第9話
アリスはひたすら走った。
何故だろう。温かくて恥ずかしくて……。
ずっと走っていたい気分だった。
けれど、そこまで体力があるわけではなく、流石に息が切れて座り込んでしまった。
「はぁっはぁっ!わ、わからないけど、何か温かい……。」
「どうされました?お疲れなようですね?」
優しい気遣いのある声が上からした。
顔をあげるとトランプのエース模様のある甲冑を着た男性が心配そうに見ていた。
「もしご迷惑でなかったら、私の宿舎が近くにありますので休まれますか?あ、いえ!やましい事などはないんです!」
顔を赤くしながら必死に話すトランプ兵士。
そんな彼にアリスは少し笑う。
「……お気遣いありがとうございます。少し……、喉が乾いちゃいました。」
微笑むアリス。人の言葉がこんなにも心地好くなるとは……。
お言葉に甘えてお邪魔することにした。
そこは最低限のものしかなく、逆に落ち着けた。
「冷えたものがいいですよね?アイスティーをどうぞ。
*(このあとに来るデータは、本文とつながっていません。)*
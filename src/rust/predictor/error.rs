use ort::Error as OrtError;
use std::fmt;

/// Represents the different types of errors that can occur while loading or running the predictor.
#[derive(Debug)]
pub enum PredictorError {
    /// Error occurred while loading weights or running the network
    ModelError(String),
    /// Error occurred during the build phase
    BuildError(String),
    /// Error occurred while making predictions
    PredictionError(String),
    /// Error occurred due to invalid input parameters
    ValidationError(String),
    /// The network returned a different number of residues than it was given
    LengthMismatch { expected: usize, actual: usize },
}

impl fmt::Display for PredictorError {
    fn fmt(&self, f: &mut fmt::Formatter<'_>) -> fmt::Result {
        match self {
            Self::ModelError(msg) => write!(f, "Model error: {}", msg),
            Self::BuildError(msg) => write!(f, "Build error: {}", msg),
            Self::PredictionError(msg) => write!(f, "Prediction error: {}", msg),
            Self::ValidationError(msg) => write!(f, "Validation error: {}", msg),
            Self::LengthMismatch { expected, actual } => write!(
                f,
                "Model length mismatch: expected {} states, got {}",
                expected, actual
            ),
        }
    }
}

impl std::error::Error for PredictorError {}

impl From<OrtError> for PredictorError {
    fn from(err: OrtError) -> Self {
        PredictorError::BuildError(err.to_string())
    }
}

impl From<crate::weights::WeightStoreError> for PredictorError {
    fn from(err: crate::weights::WeightStoreError) -> Self {
        PredictorError::BuildError(err.to_string())
    }
}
」
「ありがとう……、ございます。」
アリスはまた、メアリーアンを思い出していた。
彼女はいつも優しかった。
何故、理由を聞きもしなかったのか。
きっと彼らと同じ優しさで接してくれていたはずなのに。
受け入れる勇気がなかった自分が悔しかった、哀しかった。
次に会うときは最初に『ごめんなさい』と『いつもありがとう』、そう言おうと決めた……。
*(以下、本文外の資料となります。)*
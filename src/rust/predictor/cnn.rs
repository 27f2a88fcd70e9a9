use std::fs;
use std::path::Path;
use ndarray::{s, Array1, Array2, Array3, ArrayView2, ArrayView3};
use safetensors::{Dtype, SafeTensors};
use log::info;

use super::backend::StructureModel;
use super::error::PredictorError;
use super::featurize::FEATURE_WIDTH;
use super::utils::relu_inplace;

/// `(state dict prefix, in channels, out channels, kernel size)` for each convolution.
const CONV_LAYERS: [(&str, usize, usize, usize); 5] = [
    ("convLayers.0", FEATURE_WIDTH, 16, 3),
    ("convLayers.2", 16, 16, 5),
    ("convLayers.4", 16, 16, 7),
    ("convLayers.6", 16, 32, 15),
    ("convLayers.8", 32, 32, 21),
];

const HIDDEN_WIDTH: usize = 32;

/// One-dimensional convolution with zero "same" padding.
#[derive(Debug, Clone)]
struct Conv1d {
    /// `[out, in, kernel]`
    weight: Array3<f32>,
    bias: Array1<f32>,
}

impl Conv1d {
    fn padding(&self) -> usize {
        (self.weight.shape()[2] - 1) / 2
    }

    /// `x` is `[L, in]`, the result is `[L, out]`.
    fn forward(&self, x: ArrayView2<f32>) -> Array2<f32> {
        let len = x.nrows();
        let (out_channels, _, kernel) = self.weight.dim();
        let pad = self.padding() as isize;
        let mut out = Array2::<f32>::zeros((len, out_channels));

        for t in 0..len {
            let mut row = out.row_mut(t);
            row.assign(&self.bias);
            for k in 0..kernel {
                let src = t as isize + k as isize - pad;
                if src < 0 || src >= len as isize {
                    continue;
                }
                let input = x.row(src as usize);
                // [out, in] slice of the kernel at tap k
                let taps = self.weight.slice(s![.., .., k]);
                row += &taps.dot(&input);
            }
        }

        out
    }
}

/// Fully connected layer, PyTorch layout.
#[derive(Debug, Clone)]
struct Linear {
    /// `[out, in]`
    weight: Array2<f32>,
    bias: Array1<f32>,
}

impl Linear {
    /// `x` is `[L, in]`, the result is `[L, out]`.
    fn forward(&self, x: ArrayView2<f32>) -> Array2<f32> {
        x.dot(&self.weight.t()) + &self.bias
    }
}

/// Native forward pass of the per-residue CNN, built from a safetensors state dict.
///
/// The network is five same-length convolutions (kernels 3, 5, 7, 15, 21)
/// with ReLU between them, followed by a three layer per-residue MLP.
#[derive(Debug, Clone)]
pub struct ProteinCnn {
    convs: Vec<Conv1d>,
    classifier: Vec<Linear>,
    num_classes: usize,
    val_acc: Option<f32>,
}

impl ProteinCnn {
    /// Loads the state dict from a `.safetensors` checkpoint.
    pub fn from_checkpoint(path: &Path, num_classes: usize) -> Result<Self, PredictorError> {
        let buffer = fs::read(path).map_err(|e| {
            PredictorError::BuildError(format!("Failed to read checkpoint {:?}: {}", path, e))
        })?;
        let model = Self::from_bytes(&buffer, num_classes)?;
        info!(
            "Loaded checkpoint {:?} ({} classes, val_acc: {:?})",
            path, model.num_classes, model.val_acc
        );
        Ok(model)
    }

    /// Parses a serialized safetensors state dict.
    ///
    /// A `val_acc` entry in the safetensors header metadata is picked up and
    /// reported alongside the load info.
    pub fn from_bytes(buffer: &[u8], num_classes: usize) -> Result<Self, PredictorError> {
        let tensors = SafeTensors::deserialize(buffer)
            .map_err(|e| PredictorError::ModelError(format!("Invalid checkpoint: {}", e)))?;
        let (_, header) = SafeTensors::read_metadata(buffer)
            .map_err(|e| PredictorError::ModelError(format!("Invalid checkpoint header: {}", e)))?;
        let val_acc = header
            .metadata()
            .as_ref()
            .and_then(|m| m.get("val_acc"))
            .and_then(|v| v.parse::<f32>().ok());

        let convs = CONV_LAYERS
            .iter()
            .map(|&(name, in_ch, out_ch, kernel)| {
                Ok(Conv1d {
                    weight: load_array3(&tensors, &format!("{}.weight", name), (out_ch, in_ch, kernel))?,
                    bias: load_array1(&tensors, &format!("{}.bias", name), out_ch)?,
                })
            })
            .collect::<Result<Vec<_>, PredictorError>>()?;

        let linear_shapes = [
            ("classifier.0", HIDDEN_WIDTH, HIDDEN_WIDTH),
            ("classifier.2", HIDDEN_WIDTH, HIDDEN_WIDTH),
            ("classifier.4", HIDDEN_WIDTH, num_classes),
        ];
        let classifier = linear_shapes
            .iter()
            .map(|&(name, in_f, out_f)| {
                Ok(Linear {
                    weight: load_array2(&tensors, &format!("{}.weight", name), (out_f, in_f))?,
                    bias: load_array1(&tensors, &format!("{}.bias", name), out_f)?,
                })
            })
            .collect::<Result<Vec<_>, PredictorError>>()?;

        Ok(Self {
            convs,
            classifier,
            num_classes,
            val_acc,
        })
    }

    pub fn val_acc(&self) -> Option<f32> {
        self.val_acc
    }

    /// Runs a single `[L, 24]` sequence and returns `[L, C]` logits.
    fn forward_sequence(&self, x: ArrayView2<f32>) -> Array2<f32> {
        let last_conv = self.convs.len() - 1;
        let mut hidden = x.to_owned();
        for (i, conv) in self.convs.iter().enumerate() {
            hidden = conv.forward(hidden.view());
            if i != last_conv {
                relu_inplace(hidden.view_mut());
            }
        }

        let last_linear = self.classifier.len() - 1;
        for (i, linear) in self.classifier.iter().enumerate() {
            hidden = linear.forward(hidden.view());
            if i != last_linear {
                relu_inplace(hidden.view_mut());
            }
        }
        hidden
    }
}

impl StructureModel for ProteinCnn {
    fn backend_name(&self) -> &'static str {
        "checkpoint"
    }

    fn num_classes(&self) -> usize {
        self.num_classes
    }

    fn forward(&self, features: ArrayView3<f32>) -> Result<Array3<f32>, PredictorError> {
        let (batch, len, width) = features.dim();
        if width != FEATURE_WIDTH {
            return Err(PredictorError::ValidationError(format!(
                "Expected last dim={}, got {}",
                FEATURE_WIDTH, width
            )));
        }

        let mut logits = Array3::<f32>::zeros((batch, len, self.num_classes));
        for b in 0..batch {
            let out = self.forward_sequence(features.slice(s![b, .., ..]));
            logits.slice_mut(s![b, .., ..]).assign(&out);
        }
        Ok(logits)
    }
}

fn tensor_values(
    tensors: &SafeTensors<'_>,
    name: &str,
    expected: &[usize],
) -> Result<Vec<f32>, PredictorError> {
    let view = tensors
        .tensor(name)
        .map_err(|e| PredictorError::ModelError(format!("Missing tensor '{}': {}", name, e)))?;
    if view.shape() != expected {
        return Err(PredictorError::ModelError(format!(
            "Tensor '{}' has shape {:?}, expected {:?}",
            name,
            view.shape(),
            expected
        )));
    }
    match view.dtype() {
        Dtype::F32 => Ok(view
            .data()
            .chunks_exact(4)
            .map(|b| f32::from_le_bytes([b[0], b[1], b[2], b[3]]))
            .collect()),
        Dtype::F64 => Ok(view
            .data()
            .chunks_exact(8)
            .map(|b| f64::from_le_bytes([b[0], b[1], b[2], b[3], b[4], b[5], b[6], b[7]]) as f32)
            .collect()),
        other => Err(PredictorError::ModelError(format!(
            "Tensor '{}' has unsupported dtype {:?}",
            name, other
        ))),
    }
}

fn load_array1(tensors: &SafeTensors<'_>, name: &str, len: usize) -> Result<Array1<f32>, PredictorError> {
    Ok(Array1::from_vec(tensor_values(tensors, name, &[len])?))
}

fn load_array2(
    tensors: &SafeTensors<'_>,
    name: &str,
    shape: (usize, usize),
) -> Result<Array2<f32>, PredictorError> {
    let values = tensor_values(tensors, name, &[shape.0, shape.1])?;
    Array2::from_shape_vec(shape, values)
        .map_err(|e| PredictorError::ModelError(format!("Failed to shape '{}': {}", name, e)))
}

fn load_array3(
    tensors: &SafeTensors<'_>,
    name: &str,
    shape: (usize, usize, usize),
) -> Result<Array3<f32>, PredictorError> {
    let values = tensor_values(tensors, name, &[shape.0, shape.1, shape.2])?;
    Array3::from_shape_vec(shape, values)
        .map_err(|e| PredictorError::ModelError(format!("Failed to shape '{}': {}", name, e)))
}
「……アリス、先に謝っておきます。申し訳ありません。」
そういうとアリス近づき、目蓋にキスをした。(ああ!)
いつのまにか涙が出ていたらしく、それをキスで拭ったようだった。(がぅ…。)
「あ、う……。」
戸惑ってしまうアリス。
それと同時に外でけたたましいヒールの音がした。